O pequeno Ortaro despertou bruscamente de seu devaneio; sonhando acordado, como sempre, contemplando os reflexos cristalinos na pequena, mutante escultura de gelo inteligente.

Enquanto chiava e emanava seu vapor frio, a escultura se contorcia e se desdobrava, contando a Ortaro em mímica silenciosa a história predileta do jovem rebento, a dos reis-guerreiros ancestrais, suas batalhas, suas vitórias, suas tragédias pessoais - renascidas,eternizadas: suas lendas vivas, que eram a matéria-prima da vida de hoje no Quarto Mundo .

Fora despertado pelo burburinho além da entrada de seu favo; nas passarelas por toda a habitação subterrânea, um rumor corria solto, como a água sagrada , quando passava brevemente de seu estado de gelo para vapor: que os astrônomos reais haviam detectado uma série de explosões misteriosas na superfície do terceiro mundo apartir da estrela-mãe; que essas explosões seriam sinal de inteligência naquela orbe considerada até então quente e densa  demais para sustentar qualquer forma de vida.

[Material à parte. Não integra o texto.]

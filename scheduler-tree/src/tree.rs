//! The tree arena and its single-writer/many-reader snapshot (§4.7).
//!
//! Per the Design Notes (§9), the source's intrusive, shared-ownership
//! parent/child graph is replaced here by a flat `Vec<Element>` arena
//! indexed by [`TreeIndex`]; a whole `Tree` is published atomically as an
//! `Arc` behind a `RwLock` so every node shard's heartbeat reads a
//! consistent snapshot without blocking the next fair-share tick's
//! writer. No `arc-swap`-style crate appears anywhere in the retrieval
//! pack, so `std::sync::RwLock<Arc<Tree>>` stands in for it — a read
//! lock held only long enough to clone the `Arc` is the idiom the
//! teacher uses for its own config-reload snapshots.

use std::collections::HashMap;
use std::sync::{Arc, Mutex, RwLock};
use std::time::{Duration, Instant};

use cnode_api_types::{OperationId, PoolId, ResourceVector};

use crate::config::{OperationConfig, PoolsConfig};
use crate::element::{Element, ElementKind, TreeIndex};
use crate::fair_share;

#[derive(Debug, thiserror::Error)]
pub enum TreeError {
    #[error("pool {0} references unknown parent {1}")]
    UnknownParent(PoolId, PoolId),
    #[error("pool ids must be unique, duplicate: {0}")]
    DuplicatePool(PoolId),
    #[error("operation {0} references unknown pool {1}")]
    UnknownPool(OperationId, PoolId),
    #[error("operation id already registered: {0}")]
    DuplicateOperation(OperationId),
    #[error("no such operation: {0}")]
    NoSuchOperation(OperationId),
}

/// An immutable, fully-computed tree snapshot (§3).
#[derive(Clone)]
pub struct Tree {
    pub elements: Vec<Element>,
    pub root: TreeIndex,
    pub pool_index: HashMap<PoolId, TreeIndex>,
    pub operation_index: HashMap<OperationId, TreeIndex>,
}

impl Tree {
    pub fn get(&self, index: TreeIndex) -> &Element {
        &self.elements[index]
    }

    pub fn pool(&self, id: &PoolId) -> Option<&Element> {
        self.pool_index.get(id).map(|&i| &self.elements[i])
    }

    pub fn operation(&self, id: &OperationId) -> Option<&Element> {
        self.operation_index.get(id).map(|&i| &self.elements[i])
    }

    /// Post-order traversal (children before parent), used by the
    /// bottom-up aggregation step (§4.7 step 3).
    fn post_order(&self) -> Vec<TreeIndex> {
        let mut order = Vec::with_capacity(self.elements.len());
        fn visit(tree: &Tree, index: TreeIndex, order: &mut Vec<TreeIndex>) {
            for &child in &tree.elements[index].children {
                visit(tree, child, order);
            }
            order.push(index);
        }
        visit(self, self.root, &mut order);
        order
    }
}

/// Per-operation inputs reported by node heartbeats between update ticks
/// (§4.7 step 1 "PreUpdate"): how much the operation currently wants and
/// is using. Buffered here rather than written straight into the
/// published `Tree` since only the update tick's writer mutates the
/// arena.
#[derive(Debug, Clone, Copy, Default)]
pub struct OperationRuntimeInput {
    pub demand: ResourceVector,
    pub resource_usage: ResourceVector,
    pub max_possible_resource_usage: ResourceVector,
}

pub struct SchedulerTree {
    current: RwLock<Arc<Tree>>,
    pending: Mutex<HashMap<OperationId, OperationRuntimeInput>>,
    last_update: Mutex<Instant>,
}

Ortaro sentiu-se ao mesmo tempo imensamente animado...e também um pouco triste com aquela história espantosa. Pois ela confirmava algo que ele sempre soubera - que as lendas sempre o ensinaram: que o mundo é muito mais vasto que as galerias subterrâneas do Quarto Mundo, por mais extensas e intrincadas que fossem, e eram.

Mas essa história também lhe dizia outra coisa: que nada mais poderia ser como fora antes. Nada.

Ortaro começou a sentir frio, mesmo ali, abrigado na tepidez do lar ancestral. Sentou-se no chão rochoso,mas macio, acabertado, coberto dos líquens que eram a base de toda a vida. Será que... Será que nada é imutável?

Será que mesmo seu pequeno, querido mundo deixaria um dia de ser da cor deste escuro e denso e vivo verde?